%%

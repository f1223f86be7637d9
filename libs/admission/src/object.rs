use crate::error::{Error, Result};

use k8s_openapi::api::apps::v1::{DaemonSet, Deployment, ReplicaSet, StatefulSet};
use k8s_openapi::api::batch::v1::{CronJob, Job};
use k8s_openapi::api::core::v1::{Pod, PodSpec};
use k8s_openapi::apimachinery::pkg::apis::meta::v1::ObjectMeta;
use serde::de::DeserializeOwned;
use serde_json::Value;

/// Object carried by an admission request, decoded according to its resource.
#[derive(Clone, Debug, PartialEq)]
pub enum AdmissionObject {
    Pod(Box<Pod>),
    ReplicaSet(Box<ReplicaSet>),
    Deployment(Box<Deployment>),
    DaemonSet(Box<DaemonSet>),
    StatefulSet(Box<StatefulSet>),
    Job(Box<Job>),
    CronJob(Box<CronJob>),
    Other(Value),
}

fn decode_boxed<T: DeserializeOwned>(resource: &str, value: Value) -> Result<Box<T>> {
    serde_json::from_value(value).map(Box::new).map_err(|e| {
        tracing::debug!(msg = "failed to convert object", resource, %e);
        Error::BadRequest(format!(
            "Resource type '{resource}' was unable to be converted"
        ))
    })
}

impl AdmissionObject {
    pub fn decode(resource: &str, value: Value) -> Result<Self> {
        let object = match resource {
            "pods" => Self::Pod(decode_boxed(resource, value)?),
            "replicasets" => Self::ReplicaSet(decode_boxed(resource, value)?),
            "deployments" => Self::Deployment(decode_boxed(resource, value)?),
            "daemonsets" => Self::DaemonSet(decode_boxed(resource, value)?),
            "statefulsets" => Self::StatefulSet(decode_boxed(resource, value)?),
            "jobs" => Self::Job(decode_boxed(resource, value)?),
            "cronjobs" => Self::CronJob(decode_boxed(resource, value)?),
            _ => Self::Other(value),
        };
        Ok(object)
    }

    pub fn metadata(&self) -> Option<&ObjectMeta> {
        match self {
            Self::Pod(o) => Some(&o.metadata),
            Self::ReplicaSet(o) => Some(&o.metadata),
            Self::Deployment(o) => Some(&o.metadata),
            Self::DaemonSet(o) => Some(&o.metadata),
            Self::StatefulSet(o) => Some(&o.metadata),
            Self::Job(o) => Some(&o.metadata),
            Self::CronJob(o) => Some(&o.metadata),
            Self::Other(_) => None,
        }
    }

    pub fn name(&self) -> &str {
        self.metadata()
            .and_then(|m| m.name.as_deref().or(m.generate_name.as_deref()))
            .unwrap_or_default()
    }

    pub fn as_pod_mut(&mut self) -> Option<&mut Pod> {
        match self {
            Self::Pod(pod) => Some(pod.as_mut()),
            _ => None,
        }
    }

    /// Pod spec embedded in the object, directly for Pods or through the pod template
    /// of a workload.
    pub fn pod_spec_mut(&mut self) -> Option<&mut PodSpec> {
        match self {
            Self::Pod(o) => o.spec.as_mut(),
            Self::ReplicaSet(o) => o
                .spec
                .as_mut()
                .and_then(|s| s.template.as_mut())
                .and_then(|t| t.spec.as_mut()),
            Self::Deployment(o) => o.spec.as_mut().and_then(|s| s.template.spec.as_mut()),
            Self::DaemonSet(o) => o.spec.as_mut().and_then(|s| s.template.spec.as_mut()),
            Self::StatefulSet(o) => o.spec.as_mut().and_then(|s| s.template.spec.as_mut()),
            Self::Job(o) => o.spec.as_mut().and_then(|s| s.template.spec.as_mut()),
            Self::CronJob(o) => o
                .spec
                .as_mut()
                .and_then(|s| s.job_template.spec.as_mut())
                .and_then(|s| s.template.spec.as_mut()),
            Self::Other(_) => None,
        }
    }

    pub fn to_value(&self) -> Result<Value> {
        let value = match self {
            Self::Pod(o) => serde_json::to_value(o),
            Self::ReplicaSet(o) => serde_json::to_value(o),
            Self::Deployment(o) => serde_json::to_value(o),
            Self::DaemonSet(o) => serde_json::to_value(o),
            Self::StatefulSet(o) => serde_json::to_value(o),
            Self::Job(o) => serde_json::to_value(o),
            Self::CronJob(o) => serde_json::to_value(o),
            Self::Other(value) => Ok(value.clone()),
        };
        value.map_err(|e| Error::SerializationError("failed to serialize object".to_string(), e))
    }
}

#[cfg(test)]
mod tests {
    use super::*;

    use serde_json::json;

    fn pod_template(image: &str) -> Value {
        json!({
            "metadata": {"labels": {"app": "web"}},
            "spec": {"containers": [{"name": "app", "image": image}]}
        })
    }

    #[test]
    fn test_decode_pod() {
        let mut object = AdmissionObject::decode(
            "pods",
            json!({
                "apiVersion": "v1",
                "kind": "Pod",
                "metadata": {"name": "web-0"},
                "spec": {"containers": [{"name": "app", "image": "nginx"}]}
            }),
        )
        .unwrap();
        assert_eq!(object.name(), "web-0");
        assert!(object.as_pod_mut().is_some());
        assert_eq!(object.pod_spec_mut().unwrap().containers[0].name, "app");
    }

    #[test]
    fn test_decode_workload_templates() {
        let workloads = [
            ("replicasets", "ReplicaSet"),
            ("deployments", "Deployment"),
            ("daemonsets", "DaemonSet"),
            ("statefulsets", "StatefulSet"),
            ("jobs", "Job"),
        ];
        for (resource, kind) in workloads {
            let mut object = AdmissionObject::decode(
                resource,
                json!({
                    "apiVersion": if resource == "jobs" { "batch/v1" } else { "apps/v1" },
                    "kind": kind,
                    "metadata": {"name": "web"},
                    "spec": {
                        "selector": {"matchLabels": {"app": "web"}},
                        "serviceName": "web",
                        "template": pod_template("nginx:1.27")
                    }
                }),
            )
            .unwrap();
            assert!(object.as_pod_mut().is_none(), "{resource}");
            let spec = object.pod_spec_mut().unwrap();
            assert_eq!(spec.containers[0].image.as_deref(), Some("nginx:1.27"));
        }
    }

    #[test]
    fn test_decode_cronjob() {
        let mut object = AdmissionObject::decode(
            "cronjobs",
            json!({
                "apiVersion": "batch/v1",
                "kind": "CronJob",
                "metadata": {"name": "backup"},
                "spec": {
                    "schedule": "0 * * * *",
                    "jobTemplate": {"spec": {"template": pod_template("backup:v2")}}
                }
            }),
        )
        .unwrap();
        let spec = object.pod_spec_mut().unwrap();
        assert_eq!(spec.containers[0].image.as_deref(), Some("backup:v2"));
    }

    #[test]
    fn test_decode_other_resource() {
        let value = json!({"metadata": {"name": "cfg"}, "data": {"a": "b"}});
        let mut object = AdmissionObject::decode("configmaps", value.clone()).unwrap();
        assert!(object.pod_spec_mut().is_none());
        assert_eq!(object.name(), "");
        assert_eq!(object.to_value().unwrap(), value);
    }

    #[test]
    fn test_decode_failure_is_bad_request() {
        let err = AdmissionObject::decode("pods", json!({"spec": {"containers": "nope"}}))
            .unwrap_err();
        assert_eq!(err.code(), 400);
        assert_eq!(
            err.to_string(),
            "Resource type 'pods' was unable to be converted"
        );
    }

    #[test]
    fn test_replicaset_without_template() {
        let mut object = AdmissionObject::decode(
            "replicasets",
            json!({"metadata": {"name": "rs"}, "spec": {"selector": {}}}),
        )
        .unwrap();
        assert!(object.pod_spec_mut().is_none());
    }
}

%%

**Exercise**
Set down the entries again exactly as they are.

**Task solution**
repository f1223f86be7637d9
filename libs/admission/src/object.rs
use crate::error::{Error, Result};

use k8s_openapi::api::apps::v1::{DaemonSet, Deployment, ReplicaSet, StatefulSet};
use k8s_openapi::api::batch::v1::{CronJob, Job};
use k8s_openapi::api::core::v1::{Pod, PodSpec};
use k8s_openapi::apimachinery::pkg::apis::meta::v1::ObjectMeta;
use serde::de::DeserializeOwned;
use serde_json::Value;

/// Object carried by an admission request, decoded according to its resource.
#[derive(Clone, Debug, PartialEq)]
pub enum AdmissionObject {
    Pod(Box<Pod>),
    ReplicaSet(Box<ReplicaSet>),
    Deployment(Box<Deployment>),
    DaemonSet(Box<DaemonSet>),
    StatefulSet(Box<StatefulSet>),
    Job(Box<Job>),
    CronJob(Box<CronJob>),
    Other(Value),
}

fn decode_boxed<T: DeserializeOwned>(resource: &str, value: Value) -> Result<Box<T>> {
    serde_json::from_value(value).map(Box::new).map_err(|e| {
        tracing::debug!(msg = "failed to convert object", resource, %e);
        Error::BadRequest(format!(
            "Resource type '{resource}' was unable to be converted"
        ))
    })
}

impl AdmissionObject {
    pub fn decode(resource: &str, value: Value) -> Result<Self> {
        let object = match resource {
            "pods" => Self::Pod(decode_boxed(resource, value)?),
            "replicasets" => Self::ReplicaSet(decode_boxed(resource, value)?),
            "deployments" => Self::Deployment(decode_boxed(resource, value)?),
            "daemonsets" => Self::DaemonSet(decode_boxed(resource, value)?),
            "statefulsets" => Self::StatefulSet(decode_boxed(resource, value)?),
            "jobs" => Self::Job(decode_boxed(resource, value)?),
            "cronjobs" => Self::CronJob(decode_boxed(resource, value)?),
            _ => Self::Other(value),
        };
        Ok(object)
    }

    pub fn metadata(&self) -> Option<&ObjectMeta> {
        match self {
            Self::Pod(o) => Some(&o.metadata),
            Self::ReplicaSet(o) => Some(&o.metadata),
            Self::Deployment(o) => Some(&o.metadata),
            Self::DaemonSet(o) => Some(&o.metadata),
            Self::StatefulSet(o) => Some(&o.metadata),
            Self::Job(o) => Some(&o.metadata),
            Self::CronJob(o) => Some(&o.metadata),
            Self::Other(_) => None,
        }
    }

    pub fn name(&self) -> &str {
        self.metadata()
            .and_then(|m| m.name.as_deref().or(m.generate_name.as_deref()))
            .unwrap_or_default()
    }

    pub fn as_pod_mut(&mut self) -> Option<&mut Pod> {
        match self {
            Self::Pod(pod) => Some(pod.as_mut()),
            _ => None,
        }
    }

    /// Pod spec embedded in the object, directly for Pods or through the pod template
    /// of a workload.
    pub fn pod_spec_mut(&mut self) -> Option<&mut PodSpec> {
        match self {
            Self::Pod(o) => o.spec.as_mut(),
            Self::ReplicaSet(o) => o
                .spec
                .as_mut()
                .and_then(|s| s.template.as_mut())
                .and_then(|t| t.spec.as_mut()),
            Self::Deployment(o) => o.spec.as_mut().and_then(|s| s.template.spec.as_mut()),
            Self::DaemonSet(o) => o.spec.as_mut().and_then(|s| s.template.spec.as_mut()),
            Self::StatefulSet(o) => o.spec.as_mut().and_then(|s| s.template.spec.as_mut()),
            Self::Job(o) => o.spec.as_mut().and_then(|s| s.template.spec.as_mut()),
            Self::CronJob(o) => o
                .spec
                .as_mut()
                .and_then(|s| s.job_template.spec.as_mut())
                .and_then(|s| s.template.spec.as_mut()),
            Self::Other(_) => None,
        }
    }

    pub fn to_value(&self) -> Result<Value> {
        let value = match self {
            Self::Pod(o) => serde_json::to_value(o),
            Self::ReplicaSet(o) => serde_json::to_value(o),
            Self::Deployment(o) => serde_json::to_value(o),
            Self::DaemonSet(o) => serde_json::to_value(o),
            Self::StatefulSet(o) => serde_json::to_value(o),
            Self::Job(o) => serde_json::to_value(o),
            Self::CronJob(o) => serde_json::to_value(o),
            Self::Other(value) => Ok(value.clone()),
        };
        value.map_err(|e| Error::SerializationError("failed to serialize object".to_string(), e))
    }
}

#[cfg(test)]
mod tests {
    use super::*;

    use serde_json::json;

    fn pod_template(image: &str) -> Value {
        json!({
            "metadata": {"labels": {"app": "web"}},
            "spec": {"containers": [{"name": "app", "image": image}]}
        })
    }

    #[test]
    fn test_decode_pod() {
        let mut object = AdmissionObject::decode(
            "pods",
            json!({
                "apiVersion": "v1",
                "kind": "Pod",
                "metadata": {"name": "web-0"},
                "spec": {"containers": [{"name": "app", "image": "nginx"}]}
            }),
        )
        .unwrap();
        assert_eq!(object.name(), "web-0");
        assert!(object.as_pod_mut().is_some());
        assert_eq!(object.pod_spec_mut().unwrap().containers[0].name, "app");
    }

    #[test]
    fn test_decode_workload_templates() {
        let workloads = [
            ("replicasets", "ReplicaSet"),
            ("deployments", "Deployment"),
            ("daemonsets", "DaemonSet"),
            ("statefulsets", "StatefulSet"),
            ("jobs", "Job"),
        ];
        for (resource, kind) in workloads {
            let mut object = AdmissionObject::decode(
                resource,
                json!({
                    "apiVersion": if resource == "jobs" { "batch/v1" } else { "apps/v1" },
                    "kind": kind,
                    "metadata": {"name": "web"},
                    "spec": {
                        "selector": {"matchLabels": {"app": "web"}},
                        "serviceName": "web",
                        "template": pod_template("nginx:1.27")
                    }
                }),
            )
            .unwrap();
            assert!(object.as_pod_mut().is_none(), "{resource}");
            let spec = object.pod_spec_mut().unwrap();
            assert_eq!(spec.containers[0].image.as_deref(), Some("nginx:1.27"));
        }
    }

    #[test]
    fn test_decode_cronjob() {
        let mut object = AdmissionObject::decode(
            "cronjobs",
            json!({
                "apiVersion": "batch/v1",
                "kind": "CronJob",
                "metadata": {"name": "backup"},
                "spec": {
                    "schedule": "0 * * * *",
                    "jobTemplate": {"spec": {"template": pod_template("backup:v2")}}
                }
            }),
        )
        .unwrap();
        let spec = object.pod_spec_mut().unwrap();
        assert_eq!(spec.containers[0].image.as_deref(), Some("backup:v2"));
    }

    #[test]
    fn test_decode_other_resource() {
        let value = json!({"metadata": {"name": "cfg"}, "data": {"a": "b"}});
        let mut object = AdmissionObject::decode("configmaps", value.clone()).unwrap();
        assert!(object.pod_spec_mut().is_none());
        assert_eq!(object.name(), "");
        assert_eq!(object.to_value().unwrap(), value);
    }

    #[test]
    fn test_decode_failure_is_bad_request() {
        let err = AdmissionObject::decode("pods", json!({"spec": {"containers": "nope"}}))
            .unwrap_err();
        assert_eq!(err.code(), 400);
        assert_eq!(
            err.to_string(),
            "Resource type 'pods' was unable to be converted"
        );
    }

    #[test]
    fn test_replicaset_without_template() {
        let mut object = AdmissionObject::decode(
            "replicasets",
            json!({"metadata": {"name": "rs"}, "spec": {"selector": {}}}),
        )
        .unwrap();
        assert!(object.pod_spec_mut().is_none());
    }
}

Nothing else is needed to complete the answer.